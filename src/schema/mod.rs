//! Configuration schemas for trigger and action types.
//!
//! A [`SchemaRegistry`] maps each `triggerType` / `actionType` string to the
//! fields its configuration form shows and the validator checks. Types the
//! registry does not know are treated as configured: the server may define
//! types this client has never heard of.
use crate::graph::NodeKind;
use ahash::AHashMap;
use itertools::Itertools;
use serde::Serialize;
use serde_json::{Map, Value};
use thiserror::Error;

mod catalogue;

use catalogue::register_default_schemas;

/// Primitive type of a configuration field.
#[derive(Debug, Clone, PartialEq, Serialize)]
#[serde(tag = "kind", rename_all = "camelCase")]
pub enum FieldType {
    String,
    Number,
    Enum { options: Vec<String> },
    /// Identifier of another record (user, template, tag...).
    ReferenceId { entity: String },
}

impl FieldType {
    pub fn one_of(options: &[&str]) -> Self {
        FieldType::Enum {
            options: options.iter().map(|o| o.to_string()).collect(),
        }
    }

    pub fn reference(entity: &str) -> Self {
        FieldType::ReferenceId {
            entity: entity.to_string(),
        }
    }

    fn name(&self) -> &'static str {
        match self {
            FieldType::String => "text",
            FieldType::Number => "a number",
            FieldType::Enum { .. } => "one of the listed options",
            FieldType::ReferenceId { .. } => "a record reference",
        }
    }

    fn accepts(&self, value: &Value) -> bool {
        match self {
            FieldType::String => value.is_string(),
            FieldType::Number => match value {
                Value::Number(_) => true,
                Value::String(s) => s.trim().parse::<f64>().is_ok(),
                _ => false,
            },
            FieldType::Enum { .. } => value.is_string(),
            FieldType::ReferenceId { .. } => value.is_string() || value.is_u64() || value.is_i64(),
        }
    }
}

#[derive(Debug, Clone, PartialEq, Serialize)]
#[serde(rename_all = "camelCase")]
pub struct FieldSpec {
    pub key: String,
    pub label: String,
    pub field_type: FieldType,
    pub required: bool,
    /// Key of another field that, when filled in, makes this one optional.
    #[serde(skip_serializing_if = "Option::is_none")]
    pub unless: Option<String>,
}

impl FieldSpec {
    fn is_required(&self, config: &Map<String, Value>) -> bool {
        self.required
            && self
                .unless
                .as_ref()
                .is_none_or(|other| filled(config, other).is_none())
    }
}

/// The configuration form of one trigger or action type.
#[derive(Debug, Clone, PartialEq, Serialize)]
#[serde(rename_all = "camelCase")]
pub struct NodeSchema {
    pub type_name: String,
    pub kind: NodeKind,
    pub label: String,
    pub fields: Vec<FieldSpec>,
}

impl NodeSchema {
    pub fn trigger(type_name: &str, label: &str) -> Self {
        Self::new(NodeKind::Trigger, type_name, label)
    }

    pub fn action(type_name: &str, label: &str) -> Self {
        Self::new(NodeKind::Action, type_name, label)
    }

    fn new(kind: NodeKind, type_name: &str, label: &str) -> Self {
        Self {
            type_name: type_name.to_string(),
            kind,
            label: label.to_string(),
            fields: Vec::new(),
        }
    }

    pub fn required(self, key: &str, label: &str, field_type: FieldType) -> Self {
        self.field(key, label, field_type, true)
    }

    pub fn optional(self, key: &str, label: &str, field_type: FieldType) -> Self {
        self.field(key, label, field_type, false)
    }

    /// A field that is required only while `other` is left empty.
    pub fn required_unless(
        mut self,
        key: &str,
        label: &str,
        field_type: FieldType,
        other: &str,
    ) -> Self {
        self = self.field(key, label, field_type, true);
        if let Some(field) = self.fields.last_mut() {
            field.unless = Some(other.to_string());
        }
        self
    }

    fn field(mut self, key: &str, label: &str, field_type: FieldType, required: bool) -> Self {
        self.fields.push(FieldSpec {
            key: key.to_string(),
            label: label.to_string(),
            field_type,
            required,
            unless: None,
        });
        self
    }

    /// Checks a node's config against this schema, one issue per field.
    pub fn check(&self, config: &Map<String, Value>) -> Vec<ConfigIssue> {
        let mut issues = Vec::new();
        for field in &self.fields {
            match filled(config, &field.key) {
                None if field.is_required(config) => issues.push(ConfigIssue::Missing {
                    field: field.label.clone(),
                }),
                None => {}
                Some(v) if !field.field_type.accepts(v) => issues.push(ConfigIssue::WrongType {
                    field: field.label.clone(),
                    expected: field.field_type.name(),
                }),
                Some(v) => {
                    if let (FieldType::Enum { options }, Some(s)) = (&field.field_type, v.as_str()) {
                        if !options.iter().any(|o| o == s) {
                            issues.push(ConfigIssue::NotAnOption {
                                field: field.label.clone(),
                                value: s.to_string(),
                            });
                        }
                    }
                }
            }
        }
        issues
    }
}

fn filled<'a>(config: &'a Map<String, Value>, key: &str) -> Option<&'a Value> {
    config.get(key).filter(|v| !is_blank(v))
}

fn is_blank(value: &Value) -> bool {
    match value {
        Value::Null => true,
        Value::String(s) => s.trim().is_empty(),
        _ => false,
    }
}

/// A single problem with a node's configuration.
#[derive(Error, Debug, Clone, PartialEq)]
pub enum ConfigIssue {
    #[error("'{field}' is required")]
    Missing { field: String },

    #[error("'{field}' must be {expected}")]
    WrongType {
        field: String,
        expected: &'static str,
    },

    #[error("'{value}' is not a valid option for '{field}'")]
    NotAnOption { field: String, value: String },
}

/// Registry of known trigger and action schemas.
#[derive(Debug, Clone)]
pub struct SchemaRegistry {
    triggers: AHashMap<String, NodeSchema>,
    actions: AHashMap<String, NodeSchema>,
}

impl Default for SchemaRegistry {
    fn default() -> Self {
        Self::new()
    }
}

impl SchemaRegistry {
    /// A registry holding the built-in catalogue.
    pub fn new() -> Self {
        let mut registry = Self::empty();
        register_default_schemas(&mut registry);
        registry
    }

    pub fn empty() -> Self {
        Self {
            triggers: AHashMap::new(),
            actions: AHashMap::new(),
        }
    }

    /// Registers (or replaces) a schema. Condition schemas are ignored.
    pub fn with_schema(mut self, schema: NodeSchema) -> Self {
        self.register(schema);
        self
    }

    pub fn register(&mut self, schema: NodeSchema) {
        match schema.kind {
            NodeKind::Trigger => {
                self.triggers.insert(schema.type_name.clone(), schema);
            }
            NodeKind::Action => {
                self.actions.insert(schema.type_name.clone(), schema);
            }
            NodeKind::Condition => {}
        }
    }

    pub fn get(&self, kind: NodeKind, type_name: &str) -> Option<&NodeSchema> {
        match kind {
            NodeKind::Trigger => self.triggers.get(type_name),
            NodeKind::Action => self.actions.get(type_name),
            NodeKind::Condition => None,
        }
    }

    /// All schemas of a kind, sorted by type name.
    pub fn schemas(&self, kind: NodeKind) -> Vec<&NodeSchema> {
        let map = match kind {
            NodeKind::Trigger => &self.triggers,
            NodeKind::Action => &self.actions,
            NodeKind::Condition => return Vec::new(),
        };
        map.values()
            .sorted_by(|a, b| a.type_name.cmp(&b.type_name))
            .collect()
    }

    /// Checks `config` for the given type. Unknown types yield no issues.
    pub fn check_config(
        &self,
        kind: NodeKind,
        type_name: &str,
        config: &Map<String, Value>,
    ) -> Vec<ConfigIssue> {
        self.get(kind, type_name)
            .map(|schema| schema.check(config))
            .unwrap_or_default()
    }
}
::::
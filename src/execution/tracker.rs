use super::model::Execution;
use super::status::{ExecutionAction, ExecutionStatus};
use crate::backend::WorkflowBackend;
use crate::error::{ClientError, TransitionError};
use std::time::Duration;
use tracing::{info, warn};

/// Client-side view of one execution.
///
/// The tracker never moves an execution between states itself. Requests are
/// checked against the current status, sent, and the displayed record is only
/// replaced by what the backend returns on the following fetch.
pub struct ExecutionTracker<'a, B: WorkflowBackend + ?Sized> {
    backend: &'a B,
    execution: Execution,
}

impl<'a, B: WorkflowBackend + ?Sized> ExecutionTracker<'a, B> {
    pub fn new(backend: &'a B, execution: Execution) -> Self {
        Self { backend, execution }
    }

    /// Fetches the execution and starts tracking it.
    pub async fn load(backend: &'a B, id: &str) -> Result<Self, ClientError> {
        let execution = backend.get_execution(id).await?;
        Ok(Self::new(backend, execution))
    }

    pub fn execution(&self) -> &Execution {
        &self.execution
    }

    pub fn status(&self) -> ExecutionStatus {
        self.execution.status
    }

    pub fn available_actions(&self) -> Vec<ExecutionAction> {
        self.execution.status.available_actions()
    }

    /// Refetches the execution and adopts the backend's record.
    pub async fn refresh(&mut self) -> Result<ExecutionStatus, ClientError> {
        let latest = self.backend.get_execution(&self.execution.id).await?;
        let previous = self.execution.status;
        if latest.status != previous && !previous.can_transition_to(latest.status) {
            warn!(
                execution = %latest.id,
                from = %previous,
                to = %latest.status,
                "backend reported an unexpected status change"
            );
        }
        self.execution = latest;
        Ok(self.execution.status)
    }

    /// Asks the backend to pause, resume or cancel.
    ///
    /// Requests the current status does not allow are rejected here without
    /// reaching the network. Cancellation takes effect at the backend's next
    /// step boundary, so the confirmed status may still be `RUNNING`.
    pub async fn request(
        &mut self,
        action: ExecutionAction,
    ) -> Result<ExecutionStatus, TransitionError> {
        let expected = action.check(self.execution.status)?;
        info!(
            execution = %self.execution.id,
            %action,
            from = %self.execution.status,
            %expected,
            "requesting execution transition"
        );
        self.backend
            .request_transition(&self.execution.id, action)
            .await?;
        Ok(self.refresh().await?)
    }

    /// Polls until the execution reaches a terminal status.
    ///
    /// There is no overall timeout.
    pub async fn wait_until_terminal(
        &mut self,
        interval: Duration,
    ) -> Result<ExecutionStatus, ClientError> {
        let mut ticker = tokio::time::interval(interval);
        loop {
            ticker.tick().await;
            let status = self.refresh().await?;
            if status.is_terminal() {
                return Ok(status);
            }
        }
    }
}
::::
§ **Instructions for the task**
All lines of the material that contain the string "ExecutionStatus" are to be copied.

§ **Exercise response**
use super::status::{ExecutionAction, ExecutionStatus};
    pub fn status(&self) -> ExecutionStatus {
    pub async fn refresh(&mut self) -> Result<ExecutionStatus, ClientError> {
    ) -> Result<ExecutionStatus, TransitionError> {
    ) -> Result<ExecutionStatus, ClientError> {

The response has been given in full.